Die meisten Deutschen sehen in grüner Umweltschutztechnik einen wichtigen Wirtschaftsfaktor. Laut einer repräsentativen Forsa-Umfrage im Auftrag der Deutschen Bundesstiftung Umwelt (DBU) in Osnabrück sind 80 Prozent der Befragten überzeugt, dass Herstellung und Export umweltfreundlicher Technologien wichtige Säulen für Deutschlands wirtschaftliche Zukunft sind.
93 Prozent der Deutschen hat laut Umfrage keinen Zweifel daran, dass technologische Innovationen für die Zukunft des Landes sehr oder eher wichtig sind. Zu den drei Branchen, für die sich die meisten Innovationen gewünscht werden, gehören Bildung und Digitalisierung (61 Prozent), Gesundheit und Pflege (60 Prozent) und umweltfreundliche Energieversorgung (49 Prozent).
Geldverdienen mit Umweltschutz
Der DBU-Generalsekretär Alexander Bonde sagt dazu: «Der Gesundheitssektor mit rasantem Rohstoff- und Ressourcenverbrauch, täglich tonnenweise Abfall und hohen Treibhausgasemissionen bietet tatsächlich enormes Potenzial, um mit Innovationen Umwelt und Klima besser zu schützen.»

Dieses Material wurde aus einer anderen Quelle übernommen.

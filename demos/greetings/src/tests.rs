// This Source Code Form is subject to the terms of the Mozilla Public
// License, v. 2.0. If a copy of the MPL was not distributed with this
// file, You can obtain one at https://mozilla.org/MPL/2.0/.

use sprig::prelude::*;
use sprig::MountError;

use super::{app, better_greeting, final_greeting, simple_greeting, GreetingProps, PersonProps};

const EXPECTED: &str = "\
<div>
  <h1>Hello World!</h1>
  <h2>Hello Bob!</h2>
  <h2>Hello Mary!</h2>
  <h3>Hello, Joe Smith!</h3>
  <h4>Yo, Susan Jones!</h4>
  <h4>Yo, Susan Jones!</h4>
  <h4>Yo, Susan Jones!</h4>
</div>";

#[test]
fn simple_greeting_renders_a_level_two_heading() {
    let node = simple_greeting(GreetingProps { name: "Bob" }).build();

    assert_eq!(node.text_content(), "Hello Bob!");
    assert_eq!(node.to_html(), "<h2>Hello Bob!</h2>");
}

#[test]
fn repeated_invocations_render_identically() {
    // One call convention, so "tag" and "direct" invocations are the same
    // expression; two calls with equal props must agree byte for byte.
    let first = simple_greeting(GreetingProps { name: "Mary" }).build();
    let second = simple_greeting(GreetingProps { name: "Mary" }).build();

    assert_eq!(first, second);
    assert_eq!(first.to_html(), "<h2>Hello Mary!</h2>");
}

#[test]
fn better_greeting_renders_both_names() {
    let node = better_greeting(PersonProps {
        first_name: "Joe",
        last_name: "Smith",
    })
    .build();

    assert_eq!(node.text_content(), "Hello, Joe Smith!");
    assert_eq!(node.to_html(), "<h3>Hello, Joe Smith!</h3>");
}

#[test]
fn final_greeting_is_identical_across_call_conventions() {
    let person = PersonProps {
        first_name: "Susan",
        last_name: "Jones",
    };

    let spread = final_greeting(PersonProps { ..person }).build();
    let by_field = final_greeting(PersonProps {
        first_name: person.first_name,
        last_name: person.last_name,
    })
    .build();
    let whole = final_greeting(person).build();

    assert_eq!(spread.to_html(), "<h4>Yo, Susan Jones!</h4>");
    assert_eq!(spread.to_html(), by_field.to_html());
    assert_eq!(spread.to_html(), whole.to_html());
}

#[test]
fn app_renders_the_expected_markup() {
    let node = app().build();

    assert_eq!(node.to_html_pretty(), EXPECTED);
}

#[test]
fn app_renders_compactly_without_whitespace() {
    let node = app().build();

    assert_eq!(
        node.to_html(),
        "<div><h1>Hello World!</h1><h2>Hello Bob!</h2><h2>Hello Mary!</h2>\
         <h3>Hello, Joe Smith!</h3><h4>Yo, Susan Jones!</h4><h4>Yo, Susan Jones!</h4>\
         <h4>Yo, Susan Jones!</h4></div>"
    );
}

#[test]
fn app_mounts_into_the_host_document() {
    let mut doc = Document::new();
    doc.body_mut().append(div(()).id("root"));

    sprig::mount(app(), &mut doc, "root").unwrap();

    let root = doc.get_element_by_id("root").unwrap();
    assert_eq!(root.children().len(), 1);
    assert_eq!(root.first_element_child().unwrap().tag(), "div");
    assert_eq!(root.inner_html_pretty(), EXPECTED);
}

#[test]
fn mounting_again_replaces_the_previous_tree() {
    let mut doc = Document::new();
    doc.body_mut().append(div(()).id("root"));

    sprig::mount(app(), &mut doc, "root").unwrap();
    sprig::mount(app(), &mut doc, "root").unwrap();

    let root = doc.get_element_by_id("root").unwrap();
    assert_eq!(root.children().len(), 1);
    assert_eq!(root.inner_html_pretty(), EXPECTED);
}

#[test]
fn mounting_without_a_target_fails() {
    let mut doc = Document::new();

    let err = sprig::mount(app(), &mut doc, "root").unwrap_err();

    assert_eq!(err, MountError::TargetNotFound("root".into()));
}
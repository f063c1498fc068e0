// This Source Code Form is subject to the terms of the Mozilla Public
// License, v. 2.0. If a copy of the MPL was not distributed with this
// file, You can obtain one at https://mozilla.org/MPL/2.0/.

//! Serialization of node trees into HTML text.
//!
//! Output is a pure function of the tree. The compact form inserts no
//! whitespace at all; the pretty form puts each child on its own line,
//! indented two spaces per level, except that elements containing only
//! text stay on a single line.

use std::fmt::{self, Display};

use crate::dom::{Document, Element, Node};

/// Tags that serialize without children or a closing tag.
const VOID_TAGS: &[&str] = &[
    "area", "base", "br", "col", "embed", "hr", "img", "input", "link",
    "meta", "param", "source", "track", "wbr",
];

fn is_void(tag: &str) -> bool {
    VOID_TAGS.contains(&tag)
}

fn escape_text(text: &str, out: &mut String) {
    for c in text.chars() {
        match c {
            '&' => out.push_str("&amp;"),
            '<' => out.push_str("&lt;"),
            '>' => out.push_str("&gt;"),
            c => out.push(c),
        }
    }
}

fn escape_attribute(text: &str, out: &mut String) {
    for c in text.chars() {
        match c {
            '&' => out.push_str("&amp;"),
            '<' => out.push_str("&lt;"),
            '>' => out.push_str("&gt;"),
            '"' => out.push_str("&quot;"),
            '\'' => out.push_str("&#39;"),
            c => out.push(c),
        }
    }
}

fn open_tag(el: &Element, out: &mut String) {
    out.push('<');
    out.push_str(el.tag);
    for attr in &el.attributes {
        out.push(' ');
        out.push_str(attr.name());
        out.push_str("=\"");
        escape_attribute(attr.value(), out);
        out.push('"');
    }
    out.push('>');
}

fn close_tag(el: &Element, out: &mut String) {
    out.push_str("</");
    out.push_str(el.tag);
    out.push('>');
}

fn indent(depth: usize, out: &mut String) {
    for _ in 0..depth {
        out.push_str("  ");
    }
}

pub(crate) fn compact(node: &Node, out: &mut String) {
    match node {
        Node::Element(el) => compact_element(el, out),
        Node::Text(text) => escape_text(text, out),
        Node::Fragment(nodes) => {
            for node in nodes {
                compact(node, out);
            }
        }
    }
}

pub(crate) fn compact_element(el: &Element, out: &mut String) {
    open_tag(el, out);
    if is_void(el.tag) {
        return;
    }
    for child in &el.children {
        compact(child, out);
    }
    close_tag(el, out);
}

pub(crate) fn pretty(node: &Node, depth: usize, out: &mut String) {
    match node {
        Node::Element(el) => pretty_element(el, depth, out),
        Node::Text(text) => {
            if !text.is_empty() {
                indent(depth, out);
                escape_text(text, out);
            }
        }
        Node::Fragment(nodes) => pretty_children(nodes, depth, out),
    }
}

/// Renders siblings one per line, with no trailing newline. Nodes that
/// produce no output produce no line.
pub(crate) fn pretty_children(nodes: &[Node], depth: usize, out: &mut String) {
    let mut separate = false;
    for node in nodes {
        let mark = out.len();
        if separate {
            out.push('\n');
        }
        let start = out.len();
        pretty(node, depth, out);
        if out.len() == start {
            out.truncate(mark);
        } else {
            separate = true;
        }
    }
}

pub(crate) fn pretty_element(el: &Element, depth: usize, out: &mut String) {
    indent(depth, out);

    if is_void(el.tag) {
        open_tag(el, out);
        return;
    }

    let block = el
        .children
        .iter()
        .any(|child| matches!(child, Node::Element(_)));

    if block {
        open_tag(el, out);
        out.push('\n');
        for child in &el.children {
            let start = out.len();
            pretty(child, depth + 1, out);
            if out.len() > start {
                out.push('\n');
            }
        }
        indent(depth, out);
        close_tag(el, out);
    } else {
        open_tag(el, out);
        for child in &el.children {
            if let Node::Text(text) = child {
                escape_text(text, out);
            }
        }
        close_tag(el, out);
    }
}

impl Display for Node {
    fn fmt(&self, f: &mut fmt::Formatter) -> fmt::Result {
        f.write_str(&self.to_html())
    }
}

impl Display for Element {
    fn fmt(&self, f: &mut fmt::Formatter) -> fmt::Result {
        f.write_str(&self.to_html())
    }
}

impl Display for Document {
    fn fmt(&self, f: &mut fmt::Formatter) -> fmt::Result {
        f.write_str(&self.to_html())
    }
}
// This Source Code Form is subject to the terms of the Mozilla Public
// License, v. 2.0. If a copy of the MPL was not distributed with this
// file, You can obtain one at https://mozilla.org/MPL/2.0/.

//! Element attributes.

use beef::Cow;

use crate::IntoText;

/// A single `name="value"` pair on an [`Element`](crate::dom::Element).
#[derive(Clone, Debug, PartialEq)]
pub struct Attribute {
    name: &'static str,
    value: Cow<'static, str>,
}

impl Attribute {
    /// Creates an attribute from any value that renders to text.
    pub fn new(name: &'static str, value: impl IntoText) -> Self {
        Attribute {
            name,
            value: value.into_text(),
        }
    }

    /// The attribute name.
    pub fn name(&self) -> &'static str {
        self.name
    }

    /// The attribute value as text.
    pub fn value(&self) -> &str {
        &self.value
    }
}
// This Source Code Form is subject to the terms of the Mozilla Public
// License, v. 2.0. If a copy of the MPL was not distributed with this
// file, You can obtain one at https://mozilla.org/MPL/2.0/.

//! Greeting components three ways.
//!
//! The smallest useful tour of sprig's component model: a component is a
//! plain function taking one props struct, and the three greeting functions
//! below differ only in how they take their fields out of it.

use log::debug;
use sprig::prelude::*;

#[cfg(test)]
mod tests;

/// Props for [`simple_greeting`].
struct GreetingProps {
    name: &'static str,
}

/// Reads its field through the props value.
fn simple_greeting(props: GreetingProps) -> impl View {
    h2(("Hello ", props.name, "!"))
}

/// Props shared by [`better_greeting`] and [`final_greeting`], and the
/// record [`app`] passes around whole.
struct PersonProps {
    first_name: &'static str,
    last_name: &'static str,
}

/// Destructures props at the top of the body instead of repeating `props.`.
fn better_greeting(props: PersonProps) -> impl View {
    let PersonProps {
        first_name,
        last_name,
    } = props;

    h3(("Hello, ", first_name, " ", last_name, "!"))
}

/// Destructures and renames right in the parameter list.
fn final_greeting(
    PersonProps {
        first_name: f,
        last_name: l,
    }: PersonProps,
) -> impl View {
    h4(("Yo, ", f, " ", l, "!"))
}

/// Composes every greeting into one tree.
fn app() -> impl View {
    let person = PersonProps {
        first_name: "Susan",
        last_name: "Jones",
    };

    div((
        h1("Hello World!"),
        simple_greeting(GreetingProps { name: "Bob" }),
        simple_greeting(GreetingProps { name: "Mary" }),
        better_greeting(PersonProps {
            first_name: "Joe",
            last_name: "Smith",
        }),
        // The same record handed over three ways; all three must render
        // identically.
        final_greeting(PersonProps { ..person }),
        final_greeting(PersonProps {
            first_name: person.first_name,
            last_name: person.last_name,
        }),
        final_greeting(person),
    ))
}

fn main() {
    env_logger::init();

    let mut doc = Document::new();
    doc.body_mut().append(div(()).id("root"));

    sprig::mount(app(), &mut doc, "root").expect("the host document has a #root element");

    let root = doc
        .get_element_by_id("root")
        .expect("the mount target is still in the document");

    debug!("mounted {} bytes of markup", root.inner_html().len());

    println!("{}", root.inner_html_pretty());
}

Die sogenannte GreenTech-Branche ist aus Sicht von Bonde eine Erfolgsgeschichte. Seit 2010 habe dieser Sektor die Bruttowertschöpfung in Deutschland jedes Jahr um rund fünf Prozent gesteigert und stelle mehr als acht Prozent der Exporte sicher. «Mit innovativem Umweltschutz lässt sich Geld verdienen», erklärt Bonde.
Stärkere Förderung durch den Staat erwünscht
Laut Umfrage wünscht sich eine deutliche Mehrheit der Deutschen ein stärkeres Engagement des Staates bei der Förderung von Umwelttechnologien: 69 Prozent halten demnach eine etwas oder deutlich stärkere staatliche Förderung durch den Staat für notwendig. Rund 16 Prozent seien mit der gegenwärtigen Förderung zufrieden, und lediglich ein Zehntel meint, dass seitens des Staates zu viel gefördert werde.
Das Meinungsforschungsinstitut Forsa befragte für die Umfrage vom 6. bis zum 19. Januar 1.006 Personen. Die Ergebnisse sind mit einer Fehlertoleranz von plus/minus drei Prozentpunkten repräsentativ für die Bevölkerung ab 18 Jahren in Deutschland.